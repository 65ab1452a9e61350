//! Messages sent from clients to the server (§6).
//!
//! Validated and queued for processing at the next tick boundary for
//! in-game commands; lobby commands are handled immediately by the lobby
//! manager since they don't touch a running simulation.

use serde::{Deserialize, Serialize};

use crate::config::PartialSessionConfig;
use crate::entities::InterceptTarget;
use crate::types::GeoPos;

/// Debug commands, restricted to sessions/servers that enable them.
#[derive(Debug, Clone, Serialize, Deserialize)]
#[serde(tag = "command", rename_all = "snake_case")]
pub enum DebugCommand {
    AdvanceDefcon,
    SetDefcon { level: u8 },
    SkipTimer,
    AddMissiles { silo_id: String, amount: u32 },
    LaunchTestMissiles {
        target_region: Option<String>,
        count: u32,
    },
}

/// What kind of building a `place_building` command is requesting.
#[derive(Debug, Clone, Copy, PartialEq, Eq, Serialize, Deserialize)]
#[serde(rename_all = "snake_case")]
pub enum PlaceableBuildingType {
    Silo,
    Radar,
    Airfield,
    SatelliteFacility,
}

/// All messages a connected client may send.
#[derive(Debug, Clone, Serialize, Deserialize)]
#[serde(tag = "type")]
pub enum ClientMessage {
    CreateLobby {
        player_name: String,
        lobby_name: String,
        config: Option<PartialSessionConfig>,
    },
    JoinLobby {
        lobby_id: String,
        player_name: String,
    },
    LeaveLobby,
    SetReady {
        ready: bool,
    },
    SelectTerritory {
        territory_id: String,
    },
    StartGame,

    PlaceBuilding {
        building_type: PlaceableBuildingType,
        position: GeoPos,
    },
    LaunchMissile {
        silo_id: String,
        target_position: GeoPos,
        target_id: Option<String>,
    },
    SetSiloMode {
        silo_id: String,
        mode: crate::enums::SiloMode,
    },
    LaunchSatellite {
        facility_id: String,
        inclination: f64,
    },
    SetGameSpeed {
        speed: u32,
    },

    HackScan,
    HackStart {
        target_building_id: String,
        hack_type: crate::enums::HackType,
        route: Option<Vec<String>>,
    },
    HackDisconnect {
        hack_id: String,
    },
    HackPurge {
        target_building_id: String,
    },
    HackTrace,

    RequestInterceptInfo {
        target: InterceptTarget,
    },
    ManualIntercept {
        target: InterceptTarget,
        silo_ids: Vec<String>,
    },

    Debug {
        command: DebugCommand,
    },
    EnableAi {
        region: Option<String>,
    },
    DisableAi {
        region: Option<String>,
    },

    Ping {
        client_time: u64,
    },

    RequestGameState,
}
//! Great-circle geometry and ICBM flight-profile math (§4.5).
//!
//! Kept separate from `standoff-sim` because it's pure, deterministic, and
//! useful on its own — no session state, no RNG.

pub mod flight_profile;
pub mod great_circle;
impl SimulationEngine {
    pub fn new(session: GameSession, catalog: Catalog, seed: u64) -> Self {
        Self {
            session,
            catalog,
            rng: ChaCha8Rng::seed_from_u64(seed),
            ai_states: HashMap::new(),
            delta_cache: delta::DeltaCache::new(),
            command_queue: VecDeque::new(),
        }
    }

    pub fn session(&self) -> &GameSession {
        &self.session
    }

    /// Queue a command for processing at the next tick boundary (§6: commands
    /// apply between ticks, never mid-tick).
    pub fn enqueue(&mut self, player_id: String, message: ClientMessage) {
        self.command_queue.push_back((player_id, message));
    }

    /// A newly joined or reconnected observer's full state (§4.12).
    pub fn snapshot(&self) -> GameStateSnapshot {
        GameStateSnapshot {
            tick: self.session.clock.tick,
            timestamp_ms: self.session.clock.timestamp_ms,
            phase: self.session.phase,
            defcon_level: self.session.defcon_level,
            defcon_ms_remaining: self.session.defcon_ms_remaining,
            game_speed: self.session.game_speed,
            players: self.session.players.values().cloned().collect(),
            territories: self.session.territories.values().cloned().collect(),
            cities: self.session.cities.values().cloned().collect(),
            buildings: self.session.buildings.values().cloned().collect(),
            missiles: self.session.missiles.values().cloned().collect(),
            satellites: self.session.satellites.values().cloned().collect(),
        }
    }

    pub fn final_scores(&self) -> Vec<ScoreEntry> {
        endgame::final_scores(&self.session)
    }

    /// Drop a departed player's delta cache and AI memory; their entities
    /// stay in the session (disconnection doesn't remove buildings/missiles).
    pub fn forget_player(&mut self, player_id: &str) {
        self.delta_cache.forget_player(player_id);
        self.ai_states.remove(player_id);
    }

    /// Run one simulation tick: advance DEFCON, then drain queued commands
    /// (placement/launch gates see the already-advanced phase), then step
    /// the remaining subsystems, and build the per-player deltas for what
    /// changed (§4.3's "advance(dt) → DEFCON → placement → launch →
    /// ballistics → …" order).
    pub fn tick(&mut self) -> TickOutput {
        let dt_ms = TICK_MS * self.session.game_speed as u64;
        let mut events = Vec::new();
        let mut replies = Vec::new();

        defcon::step(&mut self.session, dt_ms, &mut events);

        self.drain_commands(&mut events, &mut replies);

        ballistics::step(&mut self.session, dt_ms, &mut self.rng, &mut events);
        satellites::step(&mut self.session);
        replies.extend(hacking::step(&mut self.session, &self.catalog));
        events.extend(standoff_ai::controller::run(
            &mut self.session,
            &self.catalog,
            &mut self.rng,
            &mut self.ai_states,
        ));
        endgame::check(&mut self.session, &mut events);

        self.session.clock.advance(dt_ms);

        let deltas = self
            .session
            .player_ids()
            .into_iter()
            .map(|player_id| {
                let player_delta = delta::build_delta(&self.session, &player_id, &events, &mut self.delta_cache);
                (player_id, player_delta)
            })
            .collect();

        TickOutput { deltas, replies }
    }

    fn drain_commands(&mut self, events: &mut Vec<SimEvent>, replies: &mut Vec<(String, ServerMessage)>) {
        while let Some((player_id, message)) = self.command_queue.pop_front() {
            self.handle_command(&player_id, message, events, replies);
        }
    }

    fn handle_command(
        &mut self,
        player_id: &str,
        message: ClientMessage,
        events: &mut Vec<SimEvent>,
        replies: &mut Vec<(String, ServerMessage)>,
    ) {
        match message {
            ClientMessage::PlaceBuilding { building_type, position } => {
                if let Err(e) = placement::place_building(&mut self.session, player_id, building_type, position) {
                    replies.push((player_id.to_string(), error_reply(e)));
                }
            }
            ClientMessage::LaunchMissile { silo_id, target_position, .. } => {
                match launches::launch_missile(&mut self.session, player_id, &silo_id, target_position) {
                    Ok(event) => events.push(event),
                    Err(e) => replies.push((player_id.to_string(), error_reply(e))),
                }
            }
            ClientMessage::SetSiloMode { silo_id, mode } => {
                if let Err(e) = set_silo_mode(&mut self.session, player_id, &silo_id, mode) {
                    replies.push((player_id.to_string(), error_reply(e)));
                }
            }
            ClientMessage::LaunchSatellite { facility_id, inclination } => {
                match satellites::launch_satellite(&mut self.session, player_id, &facility_id, inclination) {
                    Ok(event) => events.push(event),
                    Err(e) => replies.push((player_id.to_string(), error_reply(e))),
                }
            }
            ClientMessage::SetGameSpeed { speed } => {
                if GAME_SPEEDS.contains(&speed) {
                    self.session.game_speed = speed;
                } else {
                    replies.push((player_id.to_string(), error_reply(CommandError::InvalidGameSpeed)));
                }
            }
            ClientMessage::HackScan => {
                let buildings = hacking::hack_scan(&self.session, player_id);
                replies.push((player_id.to_string(), ServerMessage::HackScanResult { buildings }));
            }
            ClientMessage::HackStart { target_building_id, hack_type, route } => {
                match hacking::hack_start(&mut self.session, player_id, &target_building_id, hack_type, route) {
                    Ok(_hack_id) => {}
                    Err(e) => replies.push((player_id.to_string(), error_reply(e))),
                }
            }
            ClientMessage::HackDisconnect { hack_id } => {
                match hacking::hack_disconnect(&mut self.session, player_id, &hack_id) {
                    Ok(()) => replies.push((player_id.to_string(), ServerMessage::HackDisconnected { hack_id })),
                    Err(e) => replies.push((player_id.to_string(), error_reply(e))),
                }
            }
            ClientMessage::HackPurge { target_building_id } => {
                if let Err(e) = hacking::hack_purge(&mut self.session, player_id, &target_building_id) {
                    replies.push((player_id.to_string(), error_reply(e)));
                }
            }
            ClientMessage::HackTrace => {
                let traces = hacking::hack_trace(&self.session, player_id);
                replies.push((player_id.to_string(), ServerMessage::IntrusionStatus { traces }));
            }
            ClientMessage::RequestInterceptInfo { target } => {
                match launches::request_intercept_info(&self.session, player_id, &target) {
                    Ok(feasible) => {
                        replies.push((player_id.to_string(), ServerMessage::InterceptInfo { target, feasible }))
                    }
                    Err(e) => replies.push((player_id.to_string(), error_reply(e))),
                }
            }
            ClientMessage::ManualIntercept { target, silo_ids } => {
                for result in launches::manual_intercept(&mut self.session, player_id, &target, &silo_ids) {
                    match result {
                        Ok(event) => events.push(event),
                        Err(e) => replies.push((player_id.to_string(), error_reply(e))),
                    }
                }
            }
            ClientMessage::RequestGameState => {
                replies.push((player_id.to_string(), ServerMessage::GameState { state: self.snapshot() }));
            }
            ClientMessage::Debug { command } => self.handle_debug(command, events),
            ClientMessage::EnableAi { region } => self.set_ai_controlled(player_id, region.as_deref(), true),
            ClientMessage::DisableAi { region } => self.set_ai_controlled(player_id, region.as_deref(), false),
            ClientMessage::Ping { client_time } => {
                replies.push((
                    player_id.to_string(),
                    ServerMessage::Pong { client_time, server_time: self.session.clock.timestamp_ms },
                ));
            }
            // Lobby lifecycle messages are handled by the lobby manager before a
            // session exists; a running session ignores them.
            ClientMessage::CreateLobby { .. }
            | ClientMessage::JoinLobby { .. }
            | ClientMessage::LeaveLobby
            | ClientMessage::SetReady { .. }
            | ClientMessage::SelectTerritory { .. }
            | ClientMessage::StartGame => {}
        }
    }

    fn handle_debug(&mut self, command: DebugCommand, events: &mut Vec<SimEvent>) {
        match command {
            DebugCommand::AdvanceDefcon => defcon::force_advance(&mut self.session, events),
            DebugCommand::SetDefcon { level } => defcon::force_set(&mut self.session, level, events),
            DebugCommand::SkipTimer => defcon::skip_timer(&mut self.session),
            DebugCommand::AddMissiles { silo_id, amount } => {
                if let Some(Building::Silo { missile_ammo, .. }) = self.session.buildings.get_mut(&silo_id) {
                    *missile_ammo += amount;
                }
            }
            DebugCommand::LaunchTestMissiles { target_region, count } => {
                self.spawn_test_missiles(target_region.as_deref(), count);
            }
        }
    }

    /// A target a human could toggle AI control over: either a named
    /// territory's owner, or (no region given) the caller's own seat.
    fn set_ai_controlled(&mut self, player_id: &str, region: Option<&str>, is_ai: bool) {
        let target_id = match region {
            Some(territory_id) => {
                let Some(owner_id) = self.session.territories.get(territory_id).and_then(|t| t.owner_id.clone())
                else {
                    return;
                };
                owner_id
            }
            None => player_id.to_string(),
        };

        if let Some(player) = self.session.players.get_mut(&target_id) {
            player.is_ai = is_ai;
        }
        if is_ai {
            self.ai_states.entry(target_id).or_default();
        } else {
            self.ai_states.remove(&target_id);
        }
    }

    fn spawn_test_missiles(&mut self, target_region: Option<&str>, count: u32) {
        let target_geo = target_region
            .and_then(|id| self.session.territories.get(id))
            .and_then(|t| t.starting_positions.first().copied())
            .unwrap_or_default();

        let Some(source_geo) = self
            .session
            .buildings
            .values()
            .find(|b| matches!(b, Building::Silo { .. }))
            .map(|b| b.common().position)
        else {
            return;
        };

        for i in 0..count {
            let jittered_target =
                GeoPos::new(target_geo.lat + self.rng.gen_range(-2.0..=2.0), target_geo.lon + self.rng.gen_range(-2.0..=2.0));
            let distance_km = great_circle::distance_km(source_geo, jittered_target);
            let missile_id = format!("debug-icbm-{}-{i}", self.session.clock.tick);
            let common = MissileCommon {
                id: missile_id.clone(),
                owner_id: "debug".to_string(),
                kind: MissileKind::Icbm,
                launch_geo: source_geo,
                target_geo: jittered_target,
                current_geo: source_geo,
                launch_tick: self.session.clock.tick,
                flight_duration_ms: flight_profile::flight_duration_ms(distance_km),
                apex_altitude_m: flight_profile::apex_altitude_m(distance_km),
                progress: 0.0,
                intercepted: false,
                detonated: false,
            };
            self.session.missiles.insert(
                missile_id.clone(),
                Missile::Icbm { common, source_silo_id: "debug".to_string() },
            );
        }
    }
}

fn set_silo_mode(session: &mut GameSession, player_id: &str, silo_id: &str, mode: SiloMode) -> Result<(), CommandError> {
    let silo = session.buildings.get_mut(silo_id).ok_or_else(|| CommandError::UnknownEntity(silo_id.to_string()))?;
    if silo.owner_id() != player_id {
        return Err(CommandError::NotOwner(silo_id.to_string()));
    }
    match silo {
        Building::Silo { mode: current, .. } => {
            *current = mode;
            Ok(())
        }
        _ => Err(CommandError::WrongSiloMode),
    }
}

fn error_reply(err: CommandError) -> ServerMessage {
    ServerMessage::Error { code: format!("{err:?}"), message: err.to_string() }
}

________

▸ Task details: List every line above that contains the word "HackTrace".

▸ Problem solution:
    HackTrace,
            ClientMessage::HackTrace => {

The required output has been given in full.